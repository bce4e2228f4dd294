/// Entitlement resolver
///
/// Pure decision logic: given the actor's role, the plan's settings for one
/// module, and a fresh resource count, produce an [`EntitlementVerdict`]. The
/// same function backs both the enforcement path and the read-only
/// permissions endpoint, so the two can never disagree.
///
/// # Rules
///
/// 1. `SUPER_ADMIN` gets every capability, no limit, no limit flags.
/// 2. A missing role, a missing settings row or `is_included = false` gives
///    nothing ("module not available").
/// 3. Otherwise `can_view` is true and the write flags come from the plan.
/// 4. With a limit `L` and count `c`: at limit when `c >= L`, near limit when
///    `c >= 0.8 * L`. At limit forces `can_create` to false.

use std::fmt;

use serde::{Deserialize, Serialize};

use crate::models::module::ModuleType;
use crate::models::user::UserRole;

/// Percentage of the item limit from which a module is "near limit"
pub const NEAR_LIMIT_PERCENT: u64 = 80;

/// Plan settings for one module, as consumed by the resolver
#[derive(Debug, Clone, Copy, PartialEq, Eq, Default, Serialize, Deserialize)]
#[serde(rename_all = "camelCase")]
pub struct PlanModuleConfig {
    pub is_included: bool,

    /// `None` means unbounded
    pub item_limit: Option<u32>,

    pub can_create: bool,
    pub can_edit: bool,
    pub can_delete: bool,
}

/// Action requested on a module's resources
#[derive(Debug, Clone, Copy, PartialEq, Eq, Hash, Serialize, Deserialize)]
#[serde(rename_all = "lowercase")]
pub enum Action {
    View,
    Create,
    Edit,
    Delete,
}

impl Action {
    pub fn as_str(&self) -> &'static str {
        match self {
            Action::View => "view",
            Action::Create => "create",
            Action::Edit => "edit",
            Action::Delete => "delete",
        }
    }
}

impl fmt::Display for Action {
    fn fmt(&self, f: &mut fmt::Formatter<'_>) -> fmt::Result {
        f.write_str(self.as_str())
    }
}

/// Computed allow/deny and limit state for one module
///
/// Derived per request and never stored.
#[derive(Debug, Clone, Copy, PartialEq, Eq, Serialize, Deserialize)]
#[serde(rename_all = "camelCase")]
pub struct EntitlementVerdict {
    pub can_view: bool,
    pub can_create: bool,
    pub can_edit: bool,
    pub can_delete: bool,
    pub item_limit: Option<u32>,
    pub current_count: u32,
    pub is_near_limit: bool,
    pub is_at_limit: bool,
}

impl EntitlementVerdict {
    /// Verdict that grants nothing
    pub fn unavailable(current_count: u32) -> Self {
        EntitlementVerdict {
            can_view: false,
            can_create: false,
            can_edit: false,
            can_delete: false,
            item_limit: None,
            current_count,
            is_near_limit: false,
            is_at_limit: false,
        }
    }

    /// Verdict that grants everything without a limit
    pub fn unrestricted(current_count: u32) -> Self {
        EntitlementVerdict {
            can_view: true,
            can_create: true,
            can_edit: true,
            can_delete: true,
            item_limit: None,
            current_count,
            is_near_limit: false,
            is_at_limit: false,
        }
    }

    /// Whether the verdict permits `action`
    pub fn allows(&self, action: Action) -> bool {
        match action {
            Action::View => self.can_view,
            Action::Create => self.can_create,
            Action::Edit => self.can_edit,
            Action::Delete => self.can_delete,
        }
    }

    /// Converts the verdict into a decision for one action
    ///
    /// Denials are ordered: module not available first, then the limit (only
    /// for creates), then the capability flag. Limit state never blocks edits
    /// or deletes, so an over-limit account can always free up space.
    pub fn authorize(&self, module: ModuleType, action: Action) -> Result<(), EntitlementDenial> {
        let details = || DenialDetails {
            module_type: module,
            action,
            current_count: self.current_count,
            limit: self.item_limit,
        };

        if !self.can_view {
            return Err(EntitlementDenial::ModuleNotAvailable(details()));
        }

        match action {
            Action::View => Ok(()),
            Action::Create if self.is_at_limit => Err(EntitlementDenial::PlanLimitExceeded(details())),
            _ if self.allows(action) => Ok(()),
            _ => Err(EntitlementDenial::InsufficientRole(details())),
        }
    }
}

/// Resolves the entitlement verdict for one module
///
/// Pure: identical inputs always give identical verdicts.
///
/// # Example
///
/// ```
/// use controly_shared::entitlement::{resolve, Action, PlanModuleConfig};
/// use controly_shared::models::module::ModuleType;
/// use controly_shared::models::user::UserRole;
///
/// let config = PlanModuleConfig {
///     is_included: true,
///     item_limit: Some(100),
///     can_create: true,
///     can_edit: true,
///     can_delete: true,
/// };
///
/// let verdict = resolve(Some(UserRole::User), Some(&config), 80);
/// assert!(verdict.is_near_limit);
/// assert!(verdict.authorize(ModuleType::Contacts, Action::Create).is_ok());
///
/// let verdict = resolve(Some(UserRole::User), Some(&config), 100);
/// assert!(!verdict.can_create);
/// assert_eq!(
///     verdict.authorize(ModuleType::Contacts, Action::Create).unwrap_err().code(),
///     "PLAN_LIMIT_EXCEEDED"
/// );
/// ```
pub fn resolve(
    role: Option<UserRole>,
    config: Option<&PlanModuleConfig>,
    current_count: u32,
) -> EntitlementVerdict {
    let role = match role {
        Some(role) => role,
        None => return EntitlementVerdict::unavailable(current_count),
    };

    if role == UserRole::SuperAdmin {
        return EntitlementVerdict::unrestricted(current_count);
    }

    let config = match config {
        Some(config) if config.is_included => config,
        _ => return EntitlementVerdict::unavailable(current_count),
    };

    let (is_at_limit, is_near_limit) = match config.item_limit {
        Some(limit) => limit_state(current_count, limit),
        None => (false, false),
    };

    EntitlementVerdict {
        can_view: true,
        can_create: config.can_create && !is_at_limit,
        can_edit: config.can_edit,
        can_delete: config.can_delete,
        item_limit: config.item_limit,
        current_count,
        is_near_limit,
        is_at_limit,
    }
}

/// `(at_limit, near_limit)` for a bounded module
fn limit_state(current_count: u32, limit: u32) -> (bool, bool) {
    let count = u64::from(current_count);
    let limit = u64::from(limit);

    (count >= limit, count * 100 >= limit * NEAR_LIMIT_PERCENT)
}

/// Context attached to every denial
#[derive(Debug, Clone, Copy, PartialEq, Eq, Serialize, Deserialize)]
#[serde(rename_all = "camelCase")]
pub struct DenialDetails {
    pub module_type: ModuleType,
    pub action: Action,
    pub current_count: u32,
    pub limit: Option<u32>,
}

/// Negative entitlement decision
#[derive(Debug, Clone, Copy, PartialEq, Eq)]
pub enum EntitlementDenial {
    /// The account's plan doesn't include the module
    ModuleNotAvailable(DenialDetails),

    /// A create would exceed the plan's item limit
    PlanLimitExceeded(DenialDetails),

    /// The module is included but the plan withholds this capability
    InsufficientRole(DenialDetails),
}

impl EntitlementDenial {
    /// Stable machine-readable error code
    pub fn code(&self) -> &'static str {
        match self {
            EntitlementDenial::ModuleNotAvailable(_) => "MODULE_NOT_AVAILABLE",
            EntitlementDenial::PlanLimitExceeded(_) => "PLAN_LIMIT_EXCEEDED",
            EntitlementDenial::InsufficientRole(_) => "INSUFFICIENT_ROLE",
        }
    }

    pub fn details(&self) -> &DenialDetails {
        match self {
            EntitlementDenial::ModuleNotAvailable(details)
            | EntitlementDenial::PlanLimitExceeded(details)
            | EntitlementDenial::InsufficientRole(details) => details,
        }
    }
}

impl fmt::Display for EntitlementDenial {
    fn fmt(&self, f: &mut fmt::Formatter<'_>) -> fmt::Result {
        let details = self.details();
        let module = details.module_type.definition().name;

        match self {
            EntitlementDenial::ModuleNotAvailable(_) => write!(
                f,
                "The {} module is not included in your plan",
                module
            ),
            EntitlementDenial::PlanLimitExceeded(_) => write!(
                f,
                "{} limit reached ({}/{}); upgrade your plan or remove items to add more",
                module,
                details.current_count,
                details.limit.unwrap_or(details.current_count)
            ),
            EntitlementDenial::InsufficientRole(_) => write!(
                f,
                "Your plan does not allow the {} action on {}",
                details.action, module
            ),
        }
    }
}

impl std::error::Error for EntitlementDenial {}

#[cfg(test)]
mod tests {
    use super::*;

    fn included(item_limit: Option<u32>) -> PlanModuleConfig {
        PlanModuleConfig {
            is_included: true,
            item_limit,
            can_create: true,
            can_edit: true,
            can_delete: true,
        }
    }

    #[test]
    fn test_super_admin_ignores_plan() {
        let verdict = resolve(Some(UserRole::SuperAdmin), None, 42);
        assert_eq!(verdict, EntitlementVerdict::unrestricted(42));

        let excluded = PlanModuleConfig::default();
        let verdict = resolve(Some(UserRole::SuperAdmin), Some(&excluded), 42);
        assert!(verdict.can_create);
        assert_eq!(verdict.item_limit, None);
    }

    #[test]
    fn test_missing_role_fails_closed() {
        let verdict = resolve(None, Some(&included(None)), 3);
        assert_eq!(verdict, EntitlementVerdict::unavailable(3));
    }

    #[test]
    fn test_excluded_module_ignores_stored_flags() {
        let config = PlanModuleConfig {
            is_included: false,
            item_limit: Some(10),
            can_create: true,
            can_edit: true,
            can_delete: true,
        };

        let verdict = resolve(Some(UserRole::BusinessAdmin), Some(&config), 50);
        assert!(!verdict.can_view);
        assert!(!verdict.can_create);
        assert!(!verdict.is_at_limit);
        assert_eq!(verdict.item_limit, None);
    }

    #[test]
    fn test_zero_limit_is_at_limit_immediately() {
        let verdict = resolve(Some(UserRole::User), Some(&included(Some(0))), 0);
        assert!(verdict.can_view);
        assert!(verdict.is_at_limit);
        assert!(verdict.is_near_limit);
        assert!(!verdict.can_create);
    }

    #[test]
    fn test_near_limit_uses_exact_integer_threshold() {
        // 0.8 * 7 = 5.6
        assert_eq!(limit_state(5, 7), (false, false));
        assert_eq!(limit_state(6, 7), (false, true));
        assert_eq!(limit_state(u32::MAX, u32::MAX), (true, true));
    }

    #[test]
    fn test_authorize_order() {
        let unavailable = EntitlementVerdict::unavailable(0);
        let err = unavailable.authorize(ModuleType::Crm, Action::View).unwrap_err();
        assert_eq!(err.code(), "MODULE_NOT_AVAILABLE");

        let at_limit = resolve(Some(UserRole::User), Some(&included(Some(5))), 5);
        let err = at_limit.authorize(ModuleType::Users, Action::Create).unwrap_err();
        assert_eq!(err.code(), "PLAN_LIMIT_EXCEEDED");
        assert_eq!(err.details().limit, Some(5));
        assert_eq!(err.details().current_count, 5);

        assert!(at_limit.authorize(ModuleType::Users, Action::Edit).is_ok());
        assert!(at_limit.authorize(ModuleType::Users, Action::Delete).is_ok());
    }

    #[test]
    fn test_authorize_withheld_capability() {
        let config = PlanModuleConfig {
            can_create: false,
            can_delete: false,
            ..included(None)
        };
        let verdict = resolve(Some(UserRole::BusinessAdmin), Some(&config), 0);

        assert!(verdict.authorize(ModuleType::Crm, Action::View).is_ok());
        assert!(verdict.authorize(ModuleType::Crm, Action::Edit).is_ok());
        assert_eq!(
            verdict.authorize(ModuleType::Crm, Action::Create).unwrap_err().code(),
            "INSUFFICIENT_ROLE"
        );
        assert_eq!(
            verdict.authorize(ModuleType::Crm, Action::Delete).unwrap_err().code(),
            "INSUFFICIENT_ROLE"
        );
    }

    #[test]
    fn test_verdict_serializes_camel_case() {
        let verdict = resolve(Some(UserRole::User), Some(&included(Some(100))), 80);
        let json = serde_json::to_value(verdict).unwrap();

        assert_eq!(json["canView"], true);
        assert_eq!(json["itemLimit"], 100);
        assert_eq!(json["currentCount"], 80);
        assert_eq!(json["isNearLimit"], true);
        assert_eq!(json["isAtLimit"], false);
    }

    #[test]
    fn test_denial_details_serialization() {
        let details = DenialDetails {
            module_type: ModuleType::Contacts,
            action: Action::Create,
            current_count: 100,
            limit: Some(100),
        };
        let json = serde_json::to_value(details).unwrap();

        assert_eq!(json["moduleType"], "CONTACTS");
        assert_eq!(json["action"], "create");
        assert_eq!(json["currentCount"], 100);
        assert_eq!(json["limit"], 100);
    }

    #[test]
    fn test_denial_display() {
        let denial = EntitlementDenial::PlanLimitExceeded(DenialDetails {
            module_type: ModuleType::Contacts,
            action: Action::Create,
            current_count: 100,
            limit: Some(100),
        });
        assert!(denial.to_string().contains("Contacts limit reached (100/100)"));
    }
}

● ● ● ● ● ● ●

§ Task details:
Examine the records above and give the number of lines in which the string "Copy" appears, with no other words.

§ Completed exercise:
5